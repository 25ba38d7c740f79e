//! Type-safe identifier for routes returned by the generator.
//!
//! Backed by `Arc<str>` for cheap cloning; a resolved route is shared between
//! the display slot and any in-flight renderers.

use std::fmt;
use std::sync::Arc;

use serde::{Serialize, Serializer};

#[derive(Clone, Debug, PartialEq, Eq, Hash)]
pub struct RouteIdentifier(Arc<str>);

impl RouteIdentifier {
    pub fn new(s: impl AsRef<str>) -> Self {
        Self(s.as_ref().into())
    }

    pub fn as_str(&self) -> &str {
        &self.0
    }
}

impl fmt::Display for RouteIdentifier {
    fn fmt(&self, f: &mut fmt::Formatter<'_>) -> fmt::Result {
        f.write_str(&self.0)
    }
}

impl Serialize for RouteIdentifier {
    fn serialize<S: Serializer>(&self, serializer: S) -> Result<S::Ok, S::Error> {
        serializer.serialize_str(&self.0)
    }
}

impl From<String> for RouteIdentifier {
    fn from(s: String) -> Self {
        Self(s.into())
    }
}

impl From<&str> for RouteIdentifier {
    fn from(s: &str) -> Self {
        Self::new(s)
    }
}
· · · · ·
Task goal:
Each line of the material above must be retyped precisely.

Result of this task:
repository 25ba38d7c740f79e
//! Type-safe identifier for routes returned by the generator.
//!
//! Backed by `Arc<str>` for cheap cloning; a resolved route is shared between
//! the display slot and any in-flight renderers.

use std::fmt;
use std::sync::Arc;

use serde::{Serialize, Serializer};

#[derive(Clone, Debug, PartialEq, Eq, Hash)]
pub struct RouteIdentifier(Arc<str>);

impl RouteIdentifier {
    pub fn new(s: impl AsRef<str>) -> Self {
        Self(s.as_ref().into())
    }

    pub fn as_str(&self) -> &str {
        &self.0
    }
}

impl fmt::Display for RouteIdentifier {
    fn fmt(&self, f: &mut fmt::Formatter<'_>) -> fmt::Result {
        f.write_str(&self.0)
    }
}

impl Serialize for RouteIdentifier {
    fn serialize<S: Serializer>(&self, serializer: S) -> Result<S::Ok, S::Error> {
        serializer.serialize_str(&self.0)
    }
}

impl From<String> for RouteIdentifier {
    fn from(s: String) -> Self {
        Self(s.into())
    }
}

impl From<&str> for RouteIdentifier {
    fn from(s: &str) -> Self {
        Self::new(s)
    }
}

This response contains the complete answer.